In a deal brokered by Senator Chuck Schumer, the private equity firm that owns much of the loans on taxi medallions will restructure the debt, the New York Daily News reported. Debts will be capped at $200,000, and monthly payments will be limited to $1,122, down from the $3,000 many cabbies were paying under the existing debt relief program.

“My father-in-law was a cab driver, and I know how he struggled. I have automatic sympathy for cab drivers,” Schumer told the Daily News. “Cab drivers are hardworking. Many work 20 hours a day.”

The city will guarantee loans for drivers who have medallion debt up to $1 million, and provide $30,000 in relief, according to the New York Post.

Hundreds of the city’s yellow taxi drivers are plagued with debts from the medallions they spent hundreds of thousands to acquire. For decades, being a cab driver was a stable middle-class job that provided thousands of immigrants with the opportunity to settle in the United States and support their families. The medallions that gave them the exclusive right to pick up passengers were worth up to $1 million.

But in the 2010s, when apps such as Uber and Lyft began to flood the streets with easy and available rides, the prices of medallions plummeted to roughly $100,000 and many drivers were facing enormous debt as competition soared. Their situation grew even more precarious over the pandemic, when virtually all their customers vanished for months.

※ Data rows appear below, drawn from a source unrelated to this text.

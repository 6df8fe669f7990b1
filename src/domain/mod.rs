//! Domain Layer - Core types for the pump-launch CLI
//!
//! This module contains domain types with no network access. Wallet
//! keypairs are read from and written to local files.
//! All external interactions happen through the ports layer.

pub mod network;
pub mod token;
pub mod wallet;

pub use network::{lamports_to_sol, Network, LAMPORTS_PER_SOL};
pub use token::{ImageSource, TokenMetadata, TradeParams};
pub use wallet::{WalletError, WalletManager};
//! pump-launch - Solana wallet and pump.fun token launch library
//!
//! Creates per-network wallets, pins token art and metadata to IPFS, and
//! signs and broadcasts the create transaction built by PumpPortal.
//!
//! # Modules
//!
//! - `domain`: Core types (Network, TokenMetadata, TradeParams, WalletManager)
//! - `ports`: Trait abstractions (ConfigStore, PinningPort, TradePort, NetworkPort)
//! - `adapters`: External implementations (files, Solana, Pinata, PumpPortal, CLI)
//! - `config`: Configuration loading and validation
//! - `application`: Token launcher use case

pub mod domain;
pub mod ports;
pub mod adapters;
pub mod config;
pub mod application;
//! Configuration Module
//!
//! Loads and validates configuration from the JSON config file.

pub mod loader;

pub use loader::{
    Config, ConfigError, LoadedConfig, NetworkSection, PinataCredentials, PinataSection,
    load_config,
};
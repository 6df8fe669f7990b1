use async_trait::async_trait;
use solana_client::{rpc_client::RpcClient, rpc_config::RpcSendTransactionConfig};
use solana_sdk::{
    commitment_config::{CommitmentConfig, CommitmentLevel},
    hash::Hash,
    pubkey::Pubkey,
    signature::Signature,
    transaction::VersionedTransaction,
};
use std::sync::Arc;

use crate::domain::Network;
use crate::ports::network::{NetworkError, NetworkPort};

/// Wrapper around Solana RPC client with async-compatible methods
#[derive(Clone)]
pub struct SolanaClient {
    client: Arc<RpcClient>,
    rpc_url: String,
}

impl SolanaClient {
    /// Create a new Solana RPC client
    pub fn new(rpc_url: String) -> Self {
        let client = Arc::new(RpcClient::new_with_commitment(
            rpc_url.clone(),
            CommitmentConfig::confirmed(),
        ));
        Self { client, rpc_url }
    }

    /// Client bound to the cluster's public endpoint
    pub fn for_network(network: Network) -> Self {
        Self::new(network.default_rpc_url().to_string())
    }

    pub fn rpc_url(&self) -> &str {
        &self.rpc_url
    }
}

impl std::fmt::Debug for SolanaClient {
    fn fmt(&self, f: &mut std::fmt::Formatter<'_>) -> std::fmt::Result {
        f.debug_struct("SolanaClient")
            .field("rpc_url", &self.rpc_url)
            .finish()
    }
}

#[async_trait]
impl NetworkPort for SolanaClient {
    /// Get SOL balance for a public key
    async fn get_balance(&self, pubkey: &Pubkey) -> Result<u64, NetworkError> {
        let pubkey = *pubkey;

        // Spawn blocking to make sync RPC call async-compatible
        let client = Arc::clone(&self.client);
        tokio::task::spawn_blocking(move || {
            client
                .get_balance(&pubkey)
                .map_err(|e| NetworkError::RpcError(e.to_string()))
        })
        .await
        .map_err(|e| NetworkError::RpcError(format!("Task join error: {}", e)))?
    }

    /// Get recent blockhash (needed for transaction building)
    async fn get_latest_blockhash(&self) -> Result<Hash, NetworkError> {
        let client = Arc::clone(&self.client);
        tokio::task::spawn_blocking(move || {
            client
                .get_latest_blockhash()
                .map_err(|e| NetworkError::RpcError(e.to_string()))
        })
        .await
        .map_err(|e| NetworkError::RpcError(format!("Task join error: {}", e)))?
    }

    /// Send a transaction to the network
    async fn send_transaction(
        &self,
        transaction: &VersionedTransaction,
    ) -> Result<Signature, NetworkError> {
        let tx = transaction.clone();
        let client = Arc::clone(&self.client);

        tokio::task::spawn_blocking(move || {
            client
                .send_transaction_with_config(&tx, send_config())
                .map_err(|e| NetworkError::TransactionError(e.to_string()))
        })
        .await
        .map_err(|e| NetworkError::RpcError(format!("Task join error: {}", e)))?
    }
}

/// Preflight enabled, simulated against the `processed` bank
fn send_config() -> RpcSendTransactionConfig {
    RpcSendTransactionConfig {
        skip_preflight: false,
        preflight_commitment: Some(CommitmentLevel::Processed),
        ..RpcSendTransactionConfig::default()
    }
}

A 2020 City Council report found that the Taxi and Limousine Commission and predatory lenders had exploited taxi drivers by artificially inflating the price of medallions. Many cabbies have debts of half a million dollars and risk losing their homes, and some had to go on food stamps and tell their children they couldn’t afford to send them to college.

In an attempt to receive a guarantee from the city for debt assistance, cab drivers and activists protested outside City Hall for 46 days, sleeping in their cabs overnight. They escalated their rhetoric in the past two weeks, when several of them began a hunger strike. According to The City, they only drank water and energy drinks, and some were too weak to stand after 15 days.

Augustine Tang, a cab driver from Brooklyn, was one of them. He inherited his father’s taxi medallion and $530,000 in debt when his father, an immigrant from Hong Kong, passed away in 2105.

“I couldn’t be happier right now,” Tang told The City. “We didn’t ever think it would get to this point. What people don’t really see is that we have been here for years. We’ve been protesting for so many years…I hope [my father is] proud.”

The money will come from city’s federally funded $65 million Medallion Relief Program, which has provided $21.4 million in debt relief for 173 medallion owners as of Oct. 30.

The cab drivers union behind the hunger strike praised the deal as a victory for its members.

“Owner-drivers have won real debt relief and can begin to get their lives back. Drivers will no longer be at risk of losing their homes, and no longer be held captive to a debt beyond their lifetime,” the New York Taxi Workers Alliance Executive Director Bhairavi Desai said in a statement.